House Specialties: Blue-ribbon bars have presidential potential

Esther Spaeth stands in her kitchen, where her cupboards are lined with fair ribbons. The Jenera woman has been entering — and winning — county fairs since her high school years. Her Carter Bars date back to 1977 when President Jimmy Carter’s administration gave free government commodities like cheese and peanut butter to schools. The bars were originally created by a cook at the school and have become repeat fair winners for Spaeth and other cooks in her family. (Photo by Randy Roberts)

By JEANNIE WILEY WOLF

Staff Writer

JENERA — Esther Spaeth is a champion. The proof is in her kitchen cupboards, lined with the ribbons she has won through the years at the Hancock County Fair.

Although the Jenera woman has no idea how many there are in total, the red, white and blue awards now fill all of the upper cabinets and she has moved on to the bottom ones.

“It’s a place to keep them,” she explained. “It’s better than just throwing them in a box.”

Spaeth has also been diligent abou

t recording the specific category and year won on the back of each ribbon. A check of one cupboard door shows honors for her honey cake, tomato soup, brownies, peanut butter cookies and canned fruit.

“It’s fun to try new recipes,” she said. “But I probably make cookies the most often because some of the grandchildren come here every day after school. So John (her husband) says I probably bake cookies every other day.”

Spaeth grew up going to the county fair.

“My folks and my brother and sister all entered things in the fair,” she said.

She attended Cory-Rawson School and took classes in home economics.

“We always entered things in the fair, and that’s what got me started,” she said.

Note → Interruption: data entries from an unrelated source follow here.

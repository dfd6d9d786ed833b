use wavefront::algo::{maximal_independent_set, MisState};
use wavefront::graph::Graph;

/// The original correctness conditions: no two IN neighbors (independence),
/// and every non-IN vertex has an IN neighbor (maximality).
fn assert_valid_mis(g: &Graph, states: &[MisState]) {
    for v in 0..g.vertices() {
        let v_in = states[v] == MisState::In;
        let mut in_neighbors = 0usize;
        for &w in g.out_neighbors(v) {
            if states[w] == MisState::In {
                in_neighbors += 1;
            }
        }
        if v_in {
            assert_eq!(in_neighbors, 0, "vertex {v} is IN with an IN neighbor");
        } else {
            assert!(in_neighbors > 0, "vertex {v} is OUT with no IN neighbor");
        }
    }
}

#[test]
fn three_path_resolves_to_endpoints() {
    // 0 - 1 - 2, priority = vertex id (lower wins).
    let g = Graph::symmetric_from_edges(3, &[(0, 1), (1, 2)]).unwrap();
    let states = maximal_independent_set(&g, None);

    assert_eq!(states[0], MisState::In);
    assert_eq!(states[1], MisState::Out);
    assert_eq!(states[2], MisState::In);
    assert_valid_mis(&g, &states);
}

#[test]
fn cycle_yields_a_valid_maximal_set() {
    let n = 17;
    let edges: Vec<(usize, usize)> = (0..n).map(|v| (v, (v + 1) % n)).collect();
    let g = Graph::symmetric_from_edges(n, &edges).unwrap();
    let states = maximal_independent_set(&g, None);
    assert_valid_mis(&g, &states);
    assert_eq!(states[0], MisState::In, "vertex 0 has top priority");
}

#[test]
fn grid_yields_a_valid_maximal_set() {
    // 8x8 grid
    let side = 8;
    let n = side * side;
    let mut edges = Vec::new();
    for r in 0..side {
        for c in 0..side {
            let v = r * side + c;
            if c + 1 < side {
                edges.push((v, v + 1));
            }
            if r + 1 < side {
                edges.push((v, v + side));
            }
        }
    }
    let g = Graph::symmetric_from_edges(n, &edges).unwrap();
    let states = maximal_independent_set(&g, None);
    assert_valid_mis(&g, &states);
}

#[test]
fn round_cap_leaves_unresolved_vertices_in_play() {
    let n = 40;
    let edges: Vec<(usize, usize)> = (0..n - 1).map(|v| (v, v + 1)).collect();
    let g = Graph::symmetric_from_edges(n, &edges).unwrap();
    let states = maximal_independent_set(&g, Some(0));
    // Zero rounds: nothing ever committed.
    assert!(states.iter().all(|&s| s != MisState::In));
}
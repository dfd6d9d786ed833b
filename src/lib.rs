//! # `wavefront` - Frontier-Based Graph Processing
//!
//! A shared-memory engine for expressing vertex-centric graph algorithms as
//! sequences of two bulk operations over an active-vertex frontier: an
//! edge-traversal operator (`edge_map`) and vertex-transform operators
//! (`vertex_map` / `vertex_filter`). Targets graphs large enough to need
//! every core of one machine and small enough to fit in its memory.
//!
//! ## Core Pieces
//!
//! 1. **Graph Store** (`graph`):
//!    - Immutable CSR adjacency, validated at construction
//!    - Symmetric and directed variants behind one access contract;
//!      directed graphs carry a transpose for in-edge scans
//!
//! 2. **Frontier** (`frontier`):
//!    - One active-vertex set, two physical forms: a sparse id list and a
//!      word-packed atomic bitmap
//!    - Explicit, parallel conversion in each direction; O(1) cached count
//!
//! 3. **Traversal Engine** (`engine`):
//!    - `edge_map` switches direction per call: outward over the frontier's
//!      out-edges when the frontier is small, inward over all vertices'
//!      in-edges when it is large
//!    - Work per call is bounded by the smaller of the two edge counts, not
//!      by the size of the graph
//!    - Race-safe updates (`update_atomic`) on the outward path; per-
//!      destination single-writer updates with early exit on the inward path
//!
//! 4. **Atomic Primitives** (`concurrency`):
//!    - Compare-and-swap, fetch-add and fetch-min over shared per-vertex
//!      state, sequentially consistent
//!
//! Every bulk operation is flat data parallelism on rayon's work-stealing
//! pool and blocks until its parallel work completes, so each round's
//! output frontier is fully materialized before the next round reads it.
//!
//! ## Example
//!
//! ```rust
//! use wavefront::algo::bfs;
//! use wavefront::graph::Graph;
//!
//! // 0 - 1 - 2 - 3, plus a chord 1 - 3
//! let g = Graph::symmetric_from_edges(4, &[(0, 1), (1, 2), (2, 3), (1, 3)]).unwrap();
//! let parents = bfs(&g, 0);
//!
//! assert_eq!(parents[0], 0);
//! assert_eq!(parents[1], 0);
//! assert_eq!(parents[3], 1);
//! ```

#![warn(missing_docs, clippy::all, clippy::pedantic)]
#![allow(clippy::module_name_repetitions)]
#![allow(clippy::must_use_candidate)]

pub mod algo;
pub mod concurrency;
pub mod engine;
pub mod frontier;
pub mod graph;
pub mod metrics;

pub use engine::{edge_map, vertex_filter, vertex_map, EdgeMapOp, EdgeMapOptions, OutputMode};
pub use frontier::{AtomicBitmap, VertexSubset};
pub use graph::{Graph, GraphError};
pub use metrics::{CountingMetrics, MetricsSnapshot, NullMetrics, TraversalDirection, TraversalMetrics};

Her very first ribbon dates back to 1958.

“My rosettes and my first ribbons are very grungy looking because at that time, they kept the whole thing (baked good),” she said. “So OK, you have a whole chocolate cake and they put the ribbon right on the chocolate cake. So a lot of this has food on it that I tried to wipe off.”

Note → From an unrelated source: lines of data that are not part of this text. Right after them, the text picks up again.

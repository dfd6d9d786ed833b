//! The direction-switching edge traversal operator.
//!
//! `edge_map` bounds its work by the smaller of two quantities: the number
//! of edges leaving the frontier (sparse path, outward over out-edges) and
//! the number of edges entering all vertices (dense path, inward over
//! in-edges against the frontier bitmap). The crossover is an explicit
//! threshold, by default `m / 20`.
//!
//! Atomicity contract: in the sparse path many sources may race to update
//! one destination, so the engine calls `update_atomic`. In the dense path
//! a single worker owns each destination and scans its in-edges
//! sequentially, so the engine calls the plain `update` and stops scanning
//! as soon as `cond` goes false.

use core::sync::atomic::Ordering;

use rayon::prelude::*;

use crate::frontier::bitmap::{AtomicBitmap, WORD_BITS};
use crate::frontier::VertexSubset;
use crate::graph::Graph;
use crate::metrics::{NullMetrics, TraversalDirection, TraversalMetrics};

/// Per-edge callbacks supplied by an algorithm.
///
/// The contract, for every considered edge `(s, d)`:
/// - `cond(d)` gates the edge: it must be idempotent and side-effect free,
///   safe to call redundantly.
/// - `update(s, d)` is the single-writer variant, applied when the engine
///   guarantees no concurrent writer for `d`'s state (the dense path).
/// - `update_atomic(s, d)` is the race-safe variant, built from the
///   primitives in [`crate::concurrency::atomic`]; its net effect under any
///   interleaving must equal applying `update` once per qualifying edge in
///   some serial order.
///
/// Both update variants return whether `d` should join the output frontier.
pub trait EdgeMapOp: Sync {
    /// Whether destination `d` is still eligible to be updated.
    fn cond(&self, d: usize) -> bool;

    /// Sequential-safe update; no concurrent writer for `d` exists.
    fn update(&self, s: usize, d: usize) -> bool;

    /// Concurrency-safe update; sources race freely on `d`.
    fn update_atomic(&self, s: usize, d: usize) -> bool;
}

/// Whether `edge_map` materializes an output frontier.
#[derive(Debug, Clone, Copy, PartialEq, Eq, Default)]
pub enum OutputMode {
    /// Build the next frontier from the updates that returned `true`.
    #[default]
    NextFrontier,
    /// Apply side effects only; the returned subset is empty.
    SideEffectsOnly,
}

/// Per-call knobs for [`edge_map`].
pub struct EdgeMapOptions<'a> {
    /// Direction crossover in frontier edges; `None` means `m / 20`.
    pub threshold: Option<usize>,
    /// Output frontier construction mode.
    pub output: OutputMode,
    /// Collapse duplicate destinations in a sparse output (costs a dense
    /// round-trip over the output).
    pub dedupe: bool,
    /// Observability sink; no-op by default.
    pub metrics: &'a dyn TraversalMetrics,
}

impl Default for EdgeMapOptions<'_> {
    fn default() -> Self {
        Self {
            threshold: None,
            output: OutputMode::NextFrontier,
            dedupe: false,
            metrics: &NullMetrics,
        }
    }
}

impl<'a> EdgeMapOptions<'a> {
    /// Side-effects-only traversal (the classic `no_output` mode).
    pub fn no_output() -> Self {
        Self { output: OutputMode::SideEffectsOnly, ..Self::default() }
    }

    /// Overrides the direction crossover threshold.
    #[must_use]
    pub fn with_threshold(mut self, threshold: usize) -> Self {
        self.threshold = Some(threshold);
        self
    }

    /// Collapses duplicate destinations in sparse outputs.
    #[must_use]
    pub fn with_dedupe(mut self) -> Self {
        self.dedupe = true;
        self
    }

    /// Installs a metrics sink for this call.
    #[must_use]
    pub fn with_metrics(mut self, metrics: &'a dyn TraversalMetrics) -> Self {
        self.metrics = metrics;
        self
    }
}

/// Traverses the edges incident to `frontier`, applying `op` per edge, and
/// returns the next frontier.
///
/// The frontier is taken `&mut` because the engine materializes whichever
/// representation the chosen direction needs, in place. An empty frontier
/// short-circuits: no representation change, no edge visits, no callback
/// invocations.
///
/// Work per call is `O(min(frontier_edges, m))` where `frontier_edges` is
/// the sum of active out-degrees plus the active count.
///
/// # Panics
/// Panics if `frontier.universe() != graph.vertices()`.
pub fn edge_map<Op: EdgeMapOp>(
    graph: &Graph,
    frontier: &mut VertexSubset,
    op: &Op,
    options: &EdgeMapOptions<'_>,
) -> VertexSubset {
    let n = graph.vertices();
    assert!(
        frontier.universe() == n,
        "frontier universe {} does not match graph order {n}",
        frontier.universe()
    );

    if frontier.is_empty() {
        return VertexSubset::empty(n);
    }

    let frontier_edges = out_degree_sum(graph, frontier) + frontier.len();
    let threshold = options.threshold.unwrap_or(graph.edges() / 20);

    if frontier_edges <= threshold {
        edge_map_sparse(graph, frontier, op, options)
    } else {
        edge_map_dense(graph, frontier, op, options)
    }
}

/// Sum of out-degrees over the active set, computed in the frontier's
/// current representation.
fn out_degree_sum(graph: &Graph, frontier: &VertexSubset) -> usize {
    if let Some(ids) = frontier.as_sparse() {
        ids.par_iter().map(|&v| graph.out_degree(v)).sum()
    } else {
        let bits = frontier.as_bitmap().expect("subset holds exactly one representation");
        bits.words()
            .par_iter()
            .enumerate()
            .map(|(wi, w)| {
                let mut word = w.load(Ordering::Relaxed);
                let mut sum = 0usize;
                while word != 0 {
                    let b = word.trailing_zeros() as usize;
                    word &= word - 1;
                    sum += graph.out_degree(wi * WORD_BITS + b);
                }
                sum
            })
            .sum()
    }
}

fn edge_map_sparse<Op: EdgeMapOp>(
    graph: &Graph,
    frontier: &mut VertexSubset,
    op: &Op,
    options: &EdgeMapOptions<'_>,
) -> VertexSubset {
    let n = graph.vertices();
    let metrics = options.metrics;
    metrics.direction_chosen(TraversalDirection::Sparse);
    let actives = frontier.materialize_sparse();

    match options.output {
        OutputMode::SideEffectsOnly => {
            actives.par_iter().for_each(|&s| {
                let nbrs = graph.out_neighbors(s);
                metrics.edges_scanned(nbrs.len());
                metrics.edges_traversed(nbrs.len());
                for &d in nbrs {
                    if op.cond(d) {
                        op.update_atomic(s, d);
                    }
                }
            });
            VertexSubset::empty(n)
        }
        OutputMode::NextFrontier => {
            // Indexed parallel collect is the prefix-sum compaction: each
            // source's survivors land in deterministic positions.
            let out: Vec<usize> = actives
                .par_iter()
                .flat_map_iter(|&s| {
                    let nbrs = graph.out_neighbors(s);
                    metrics.edges_scanned(nbrs.len());
                    metrics.edges_traversed(nbrs.len());
                    nbrs.iter().copied().filter(move |&d| op.cond(d) && op.update_atomic(s, d))
                })
                .collect();
            let mut next = VertexSubset::from_sparse(n, out);
            if options.dedupe {
                next.materialize_dense();
                next.materialize_sparse();
            }
            next
        }
    }
}

fn edge_map_dense<Op: EdgeMapOp>(
    graph: &Graph,
    frontier: &mut VertexSubset,
    op: &Op,
    options: &EdgeMapOptions<'_>,
) -> VertexSubset {
    let n = graph.vertices();
    let metrics = options.metrics;
    metrics.direction_chosen(TraversalDirection::Dense);
    let bits = frontier.materialize_dense();

    let out = match options.output {
        OutputMode::NextFrontier => Some(AtomicBitmap::new(n)),
        OutputMode::SideEffectsOnly => None,
    };

    (0..n).into_par_iter().for_each(|d| {
        if !op.cond(d) {
            return;
        }
        let in_nbrs = graph.in_neighbors(d);
        let mut scanned = 0usize;
        let mut traversed = 0usize;
        for &s in in_nbrs {
            scanned += 1;
            // SAFETY: `s < n` by the graph's construction invariant.
            if unsafe { bits.is_set_unchecked(s) } {
                traversed += 1;
                if op.update(s, d) {
                    if let Some(ref out) = out {
                        // Word sharing across destinations makes this an
                        // atomic OR; `d`'s algorithm state stays
                        // single-writer.
                        out.set(d, Ordering::Relaxed);
                    }
                }
                if !op.cond(d) {
                    break;
                }
            }
        }
        if scanned != 0 {
            metrics.edges_scanned(scanned);
        }
        if traversed != 0 {
            metrics.edges_traversed(traversed);
        }
    });

    match out {
        Some(out) => VertexSubset::from_bitmap(out),
        None => VertexSubset::empty(n),
    }
}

Her involvement with the fair in high school eventually led to competing in open class contests. And Spaeth is still a regular competitor.

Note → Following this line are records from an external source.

//! Maximal independent set on a symmetric graph, priority = vertex id.
//!
//! Rounds of a four-state protocol: every undecided vertex tentatively
//! enters (CONDITIONALLY_IN), then a side-effects-only edge pass knocks a
//! vertex back to UNDECIDED if a higher-priority (lower-id) neighbor is
//! still in play, or OUT if a neighbor has committed. The filter pass then
//! commits unchallenged tentative vertices to IN and keeps only the
//! undecided ones active. Writes race benignly: every transition is
//! order-independent, so any interleaving converges to the same kind of
//! fixed point.

use core::sync::atomic::{AtomicU8, Ordering};

use crate::concurrency::atomic::atomic_array;
use crate::engine::{edge_map, vertex_filter, EdgeMapOp, EdgeMapOptions};
use crate::frontier::VertexSubset;
use crate::graph::Graph;

/// Resolution state of a vertex during (and after) the protocol.
#[derive(Debug, Clone, Copy, PartialEq, Eq)]
#[repr(u8)]
pub enum MisState {
    /// Not yet decided this round.
    Undecided = 0,
    /// Tentatively in the set, pending neighbor challenges.
    ConditionallyIn = 1,
    /// Excluded: some neighbor committed to the set.
    Out = 2,
    /// Committed member of the independent set.
    In = 3,
}

const UNDECIDED: u8 = MisState::Undecided as u8;
const CONDITIONALLY_IN: u8 = MisState::ConditionallyIn as u8;
const OUT: u8 = MisState::Out as u8;
const IN: u8 = MisState::In as u8;

impl From<u8> for MisState {
    fn from(raw: u8) -> Self {
        match raw {
            UNDECIDED => Self::Undecided,
            CONDITIONALLY_IN => Self::ConditionallyIn,
            OUT => Self::Out,
            _ => Self::In,
        }
    }
}

struct ChallengeNeighbors<'a> {
    flags: &'a [AtomicU8],
}

impl ChallengeNeighbors<'_> {
    // Updates flow source-ward: the edge (s, d) challenges s's tentative
    // membership based on d's state. Both traversal paths use the same
    // order-independent writes.
    fn challenge(&self, s: usize, d: usize) -> bool {
        let fd = self.flags[d].load(Ordering::SeqCst);
        if fd == IN {
            if self.flags[s].load(Ordering::SeqCst) != OUT {
                self.flags[s].store(OUT, Ordering::SeqCst);
            }
        } else if d < s
            && self.flags[s].load(Ordering::SeqCst) == CONDITIONALLY_IN
            && fd < OUT
        {
            self.flags[s].store(UNDECIDED, Ordering::SeqCst);
        }
        true
    }
}

impl EdgeMapOp for ChallengeNeighbors<'_> {
    fn cond(&self, _d: usize) -> bool {
        true
    }

    fn update(&self, s: usize, d: usize) -> bool {
        self.challenge(s, d)
    }

    fn update_atomic(&self, s: usize, d: usize) -> bool {
        self.challenge(s, d)
    }
}

/// Computes a maximal independent set; returns the final per-vertex state.
///
/// With `max_rounds: None` the protocol runs to its fixed point and every
/// vertex lands on [`MisState::In`] or [`MisState::Out`]; a cap may leave
/// vertices in intermediate states.
pub fn maximal_independent_set(graph: &Graph, max_rounds: Option<usize>) -> Vec<MisState> {
    let n = graph.vertices();
    let flags: Vec<AtomicU8> = atomic_array(n, |_| CONDITIONALLY_IN);
    let op = ChallengeNeighbors { flags: &flags };

    let mut frontier = VertexSubset::all(n);
    let mut round = 0usize;
    while !frontier.is_empty() {
        if max_rounds.is_some_and(|cap| round >= cap) {
            break;
        }
        edge_map(graph, &mut frontier, &op, &EdgeMapOptions::no_output());
        frontier = vertex_filter(&frontier, |v| {
            match flags[v].load(Ordering::SeqCst) {
                CONDITIONALLY_IN => {
                    // Unchallenged tentative vertex joins the set.
                    flags[v].store(IN, Ordering::SeqCst);
                    false
                }
                OUT => false,
                _ => {
                    flags[v].store(CONDITIONALLY_IN, Ordering::SeqCst);
                    true
                }
            }
        });
        round += 1;
        #[cfg(feature = "tracing")]
        tracing::debug!(round, active = frontier.len(), "mis round");
    }

    flags.into_iter().map(|f| MisState::from(f.into_inner())).collect()
}

#[cfg(test)]
mod tests {
    use super::*;

    #[test]
    fn lowest_id_always_enters() {
        // triangle: exactly one vertex can win, and 0 has top priority
        let g = Graph::symmetric_from_edges(3, &[(0, 1), (1, 2), (2, 0)]).unwrap();
        let states = maximal_independent_set(&g, None);
        assert_eq!(states[0], MisState::In);
        assert_eq!(states[1], MisState::Out);
        assert_eq!(states[2], MisState::Out);
    }

    #[test]
    fn isolated_vertices_all_enter() {
        let g = Graph::symmetric_from_edges(3, &[]).unwrap();
        let states = maximal_independent_set(&g, None);
        assert!(states.iter().all(|&s| s == MisState::In));
    }
}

“It’s just fun. Everybody seems to have a good time. You see people that you only see maybe once a year. I look forward to that. We sit and talk and have a good time,” she said. “And of course, the fair food is always good.”

Spaeth said all five of the couple’s children competed at the fair, and that interest now continues with her grandchildren who range in age from 9 to 27. The family takes a variety of entries, she noted, including rabbits, woodworking and crafts.

And then of course, there are the baking contests.

“We had a funny thing happen when the fair first offered a baking contest for men,” Spaeth recalled.

Her husband, son and two sons-in-law entered.

“So when we’d get together, not only the gals would talk about what they were going to enter, but the men were talking about it, too. ‘Did that turn out OK? What did you use?’ It was really funny,” she said.

The retired kindergarten teacher tests every recipe she plans on entering.

“And we kind of have an unwritten rule in our family that if we have won first, we enter it again and it keeps going,” Spaeth said.

That’s how she became a repeat winner for the “cakes made with honey” class.

Carter Bars have also won ribbons. The no-bake bars are well known to Cory-Rawson students and date back to 1977 when Jimmy Carter was president and the public schools received free government commodities like cheese, peanut butter and peanut granules.

Spaeth talked to several people to track down the history of these bars, including Brad Cox, who was superintendent at the time, and her husband, John, who was principal of the middle school and brought the recipe home.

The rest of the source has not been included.